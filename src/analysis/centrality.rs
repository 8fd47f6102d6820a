//! Node centrality measures.
//!
//! Betweenness follows exactly one shortest path per node pair (the one
//! recorded in the BFS parent tree). Pairs joined by several equal-length
//! paths therefore credit only one of them.

use super::network_graph::BfsTree;
use crate::topology::Centrality;

const POWER_ITERATIONS: usize = 100;

/// Degree, betweenness, closeness and eigenvector centrality for every node,
/// in adjacency order
pub fn compute_centrality(adjacency: &[Vec<usize>], trees: &[BfsTree]) -> Vec<Centrality> {
    let n = adjacency.len();
    if n == 0 {
        return Vec::new();
    }

    let degree = normalize_by_max(adjacency.iter().map(|neighbors| neighbors.len() as f64).collect());
    let betweenness = normalize_by_max(path_counts(trees, n));
    let closeness = closeness(trees);
    let eigenvector = eigenvector(adjacency);

    (0..n)
        .map(|i| Centrality {
            degree: degree[i],
            betweenness: betweenness[i],
            closeness: closeness.get(i).copied().unwrap_or(0.0),
            eigenvector: eigenvector[i],
        })
        .collect()
}

fn normalize_by_max(values: Vec<f64>) -> Vec<f64> {
    let max = values.iter().copied().fold(0.0_f64, f64::max);
    if max <= 0.0 {
        return vec![0.0; values.len()];
    }
    values.into_iter().map(|v| v / max).collect()
}

/// How many pair paths pass through each node as an intermediate hop
fn path_counts(trees: &[BfsTree], n: usize) -> Vec<f64> {
    let mut counts = vec![0.0; n];

    for tree in trees {
        for target in (tree.source + 1)..n {
            if tree.distance[target].is_none() {
                continue;
            }
            let mut hop = tree.parent[target];
            while let Some(node) = hop {
                if node == tree.source {
                    break;
                }
                counts[node] += 1.0;
                hop = tree.parent[node];
            }
        }
    }

    counts
}

/// Reachable node count divided by total distance to them
fn closeness(trees: &[BfsTree]) -> Vec<f64> {
    trees
        .iter()
        .map(|tree| {
            let (reachable, total) = tree
                .distance
                .iter()
                .enumerate()
                .filter(|(target, _)| *target != tree.source)
                .filter_map(|(_, distance)| *distance)
                .fold((0usize, 0usize), |(count, sum), hops| (count + 1, sum + hops));
            if total == 0 {
                0.0
            } else {
                reachable as f64 / total as f64
            }
        })
        .collect()
}

/// Power iteration from a uniform vector, L2-normalized every round
fn eigenvector(adjacency: &[Vec<usize>]) -> Vec<f64> {
    let n = adjacency.len();
    let mut scores = vec![1.0 / (n as f64).sqrt(); n];

    for _ in 0..POWER_ITERATIONS {
        let next: Vec<f64> = adjacency
            .iter()
            .map(|neighbors| neighbors.iter().map(|&j| scores[j]).sum())
            .collect();

        let norm = next.iter().map(|v| v * v).sum::<f64>().sqrt();
        if norm <= f64::EPSILON {
            return vec![0.0; n];
        }
        scores = next.into_iter().map(|v| v / norm).collect();
    }

    scores.into_iter().map(|v| v.clamp(0.0, 1.0)).collect()
}

#[cfg(test)]
mod tests {
    use super::*;
    use crate::analysis::network_graph::bfs;

    fn centrality_of(adjacency: Vec<Vec<usize>>) -> Vec<Centrality> {
        let trees: Vec<BfsTree> = (0..adjacency.len()).map(|s| bfs(&adjacency, s)).collect();
        compute_centrality(&adjacency, &trees)
    }

    fn star(n: usize) -> Vec<Vec<usize>> {
        let mut adjacency = vec![(1..n).collect::<Vec<_>>()];
        adjacency.extend((1..n).map(|_| vec![0]));
        adjacency
    }

    #[test]
    fn test_star_hub_dominates() {
        let scores = centrality_of(star(5));
        let hub = scores[0];
        assert_eq!(hub.degree, 1.0);
        assert_eq!(hub.betweenness, 1.0);
        assert_eq!(hub.closeness, 1.0);
        for leaf in &scores[1..] {
            assert_eq!(leaf.degree, 0.25);
            assert_eq!(leaf.betweenness, 0.0);
            // 1 hop to the hub, 2 hops to three leaves
            assert!((leaf.closeness - 4.0 / 7.0).abs() < 1e-9);
        }
    }

    #[test]
    fn test_all_scores_in_unit_range() {
        let adjacency = vec![vec![1, 2], vec![0, 2, 3], vec![0, 1], vec![1, 4], vec![3], vec![]];
        for c in centrality_of(adjacency) {
            for value in [c.degree, c.betweenness, c.closeness, c.eigenvector] {
                assert!((0.0..=1.0).contains(&value), "{} out of range", value);
            }
        }
    }

    #[test]
    fn test_single_path_betweenness_on_square() {
        // 0-1-3 and 0-2-3 tie; only the first discovered path is credited
        let square = vec![vec![1, 2], vec![0, 3], vec![0, 3], vec![1, 2]];
        let scores = centrality_of(square);
        let raw: Vec<f64> = scores.iter().map(|c| c.betweenness).collect();
        assert!(raw.iter().any(|&v| v == 1.0));
        assert!(raw[1] != raw[2] || raw[0] != raw[3]);
    }

    #[test]
    fn test_edgeless_graph() {
        let scores = centrality_of(vec![vec![], vec![], vec![]]);
        assert!(scores.iter().all(|c| *c == Centrality::default()));
    }

    #[test]
    fn test_eigenvector_symmetric_ring() {
        let ring: Vec<Vec<usize>> = (0..6).map(|i| vec![(i + 5) % 6, (i + 1) % 6]).collect();
        let scores = centrality_of(ring);
        let first = scores[0].eigenvector;
        assert!(first > 0.0);
        assert!(scores.iter().all(|c| (c.eigenvector - first).abs() < 1e-9));
    }
}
++++++++++
▶ _Work instructions_: Above are the records; from them, give again exactly the lines from the one containing "repository 8fd47f6102d6820a" to the one containing "use super::network_graph::BfsTree;", both lines included, and nothing more.

▶ _Response area_:
repository 8fd47f6102d6820a
//! Node centrality measures.
//!
//! Betweenness follows exactly one shortest path per node pair (the one
//! recorded in the BFS parent tree). Pairs joined by several equal-length
//! paths therefore credit only one of them.

use super::network_graph::BfsTree;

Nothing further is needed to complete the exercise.